Brief: Go through the following listing and count each line that contains the string "expected"; the answer is that number alone.

##### Records

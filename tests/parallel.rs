//! Concurrent draining: rayon and shared work stealing

mod common;

use std::collections::HashMap;
use std::sync::atomic::{AtomicUsize, Ordering};
use std::thread::{self, ThreadId};
use std::time::Duration;

use common::binary_children;
use lazywalk::{walk, walk_forest, SharedWalker};
use parking_lot::Mutex;

fn sorted(mut nodes: Vec<u32>) -> Vec<u32> {
    nodes.sort_unstable();
    nodes
}

#[cfg(feature = "parallel")]
mod rayon_walk {
    use rayon::prelude::*;

    use super::*;
    use lazywalk::par_walk;

    #[test]
    fn test_par_walk_yields_same_multiset() {
        let sequential: Vec<u32> = walk(1u32, binary_children(1 << 12)).collect();
        let parallel: Vec<u32> = par_walk(1u32, binary_children(1 << 12)).collect();
        assert_eq!(sorted(parallel), sorted(sequential));
    }

    #[test]
    fn test_par_walk_over_forest() {
        let count = walk_forest(vec![1u32, 2, 3], binary_children(64))
            .into_par_walk()
            .count();
        let expected: usize = [1u32, 2, 3]
            .iter()
            .map(|&root| walk(root, binary_children(64)).count())
            .sum();
        assert_eq!(count, expected);
    }

    #[test]
    fn test_par_walk_find_any_stops_early() {
        let found = par_walk(1u32, binary_children(1 << 16)).find_any(|n| *n == 12345);
        assert_eq!(found, Some(12345));
    }
}

#[test]
fn test_shared_walker_drains_everything_once() {
    let shared = SharedWalker::new(walk(1u32, binary_children(1 << 10)));
    let seen = Mutex::new(Vec::new());

    let stats = shared
        .drain_with(4, |node| seen.lock().push(node))
        .expect("positive thread count");

    let expected: Vec<u32> = walk(1u32, binary_children(1 << 10)).collect();
    assert_eq!(stats.emitted, expected.len());
    assert_eq!(sorted(seen.into_inner()), sorted(expected));
}

#[test]
fn test_concurrent_steals_never_duplicate() {
    let roots: Vec<u32> = (1..=200).collect();
    let shared = SharedWalker::new(walk_forest(roots.clone(), |_: &u32| Vec::<u32>::new()));
    let seen = Mutex::new(Vec::new());
    let steals = AtomicUsize::new(0);

    thread::scope(|scope| {
        for _ in 0..8 {
            scope.spawn(|| {
                while let Some(piece) = shared.steal() {
                    steals.fetch_add(1, Ordering::Relaxed);
                    seen.lock().extend(piece);
                }
            });
        }
    });

    assert_eq!(steals.load(Ordering::Relaxed), roots.len());
    assert_eq!(sorted(seen.into_inner()), roots);
}

#[test]
fn test_single_thread_drain_matches_sequential_set() {
    let shared = SharedWalker::new(walk(1u32, binary_children(32)));
    let seen = Mutex::new(Vec::new());
    shared
        .drain_with(1, |node| seen.lock().push(node))
        .expect("positive thread count");

    let expected: Vec<u32> = walk(1u32, binary_children(32)).collect();
    assert_eq!(sorted(seen.into_inner()), sorted(expected));
}

#[test]
fn test_drain_spreads_work_below_the_root() {
    let shared = SharedWalker::new(walk(1u32, binary_children(1 << 10)));
    let per_thread: Mutex<HashMap<ThreadId, usize>> = Mutex::new(HashMap::new());

    shared
        .drain_with(8, |_| {
            thread::sleep(Duration::from_micros(50));
            *per_thread.lock().entry(thread::current().id()).or_default() += 1;
        })
        .expect("positive thread count");

    let per_thread = per_thread.into_inner();
    assert_eq!(per_thread.values().sum::<usize>(), (1 << 11) - 1);
    assert!(
        per_thread.len() > 2,
        "only {} of 8 workers visited nodes: {:?}",
        per_thread.len(),
        per_thread.values().collect::<Vec<_>>()
    );
}
//! # Lazy depth-first tree walking
//!
//! Turns an implicit tree, given only by a root and a "children of"
//! function, into a flat pre-order sequence of nodes computed on demand.
//!
//! ## Core Idea
//!
//! 1. **Deferred expansion**: a node's children are computed only when the
//!    walk reaches them, so `take(k)` on an infinite tree terminates
//! 2. **One cursor, two consumers**: the same "next pending child" step moves
//!    a walker on to its next subtree and detaches subtrees for other threads
//! 3. **Explicit stack**: depth costs one frame on a `Vec`, not one native
//!    call frame
//!
//! ## Usage Example
//!
//! ```
//! use lazywalk::walk;
//!
//! let nodes: Vec<u32> = walk(1u32, |n| if *n < 8 { vec![n * 2, n * 2 + 1] } else { vec![] })
//!     .collect();
//! assert_eq!(nodes, [1, 2, 4, 8, 9, 5, 10, 11, 3, 6, 12, 13, 7, 14, 15]);
//! ```

#![warn(missing_docs, missing_debug_implementations)]

// Core modules
pub mod expand;     // Expansion contract and absent-entry filtering
pub mod walker;     // The lazy splittable walker
pub mod shared;     // Concurrent work stealing over one walker
pub mod fs;         // Directory trees as an expansion
#[cfg(feature = "parallel")]
pub mod parallel;   // Rayon parallel iterator

// Re-exports for convenience
pub use expand::{Expand, Fallible, Present};
pub use walker::{TryWalk, WalkStats, Walker};
pub use shared::SharedWalker;
#[cfg(feature = "parallel")]
pub use parallel::ParWalk;

use std::io;
use std::path::PathBuf;

use thiserror::Error;

/// Errors reported by the walking utilities
#[derive(Error, Debug)]
pub enum WalkError {
    /// Directory entries could not be listed
    #[error("failed to read directory {}: {source}", path.display())]
    ReadDir {
        /// Directory being listed
        path: PathBuf,
        /// Underlying I/O error
        source: io::Error,
    },

    /// File type of an entry could not be determined
    #[error("failed to read metadata for {}: {source}", path.display())]
    Metadata {
        /// Entry being inspected
        path: PathBuf,
        /// Underlying I/O error
        source: io::Error,
    },

    /// Invalid configuration
    #[error("invalid configuration: {0}")]
    InvalidConfiguration(String),
}

/// Walk the tree under `root` in pre-order, `root` first.
pub fn walk<T, F, I>(root: T, expand: F) -> Walker<T, F>
where
    T: Clone,
    F: Fn(&T) -> I,
    I: IntoIterator,
    I::Item: Into<Option<T>>,
{
    Walker::from_node(root, expand)
}

/// Walk each tree of a forest in turn, without a synthetic root.
pub fn walk_forest<T, S, F, I>(roots: S, expand: F) -> Walker<T, F, Present<S::IntoIter, T>>
where
    T: Clone,
    S: IntoIterator,
    S::Item: Into<Option<T>>,
    F: Fn(&T) -> I,
    I: IntoIterator,
    I::Item: Into<Option<T>>,
{
    Walker::from_nodes(roots, expand)
}

/// Walk the tree under `root` with an expansion that can fail.
pub fn try_walk<T, F, I, E>(root: T, expand: F) -> TryWalk<T, Fallible<F>>
where
    T: Clone,
    F: Fn(&T) -> Result<I, E>,
    I: IntoIterator,
    I::Item: Into<Option<T>>,
{
    Walker::from_node(root, Fallible(expand)).into_results()
}

/// Forest form of [`try_walk`].
pub fn try_walk_forest<T, S, F, I, E>(
    roots: S,
    expand: F,
) -> TryWalk<T, Fallible<F>, Present<S::IntoIter, T>>
where
    T: Clone,
    S: IntoIterator,
    S::Item: Into<Option<T>>,
    F: Fn(&T) -> Result<I, E>,
    I: IntoIterator,
    I::Item: Into<Option<T>>,
{
    Walker::from_nodes(roots, Fallible(expand)).into_results()
}

/// Walk the tree under `root` on the rayon thread pool.
#[cfg(feature = "parallel")]
pub fn par_walk<T, F, I>(root: T, expand: F) -> ParWalk<T, F, std::iter::Empty<T>>
where
    T: Clone + Send,
    F: Fn(&T) -> I + Send + Sync,
    I: IntoIterator,
    I::Item: Into<Option<T>>,
    I::IntoIter: Send,
{
    Walker::from_node(root, expand).into_par_walk()
}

##########

Result of this exercise: 7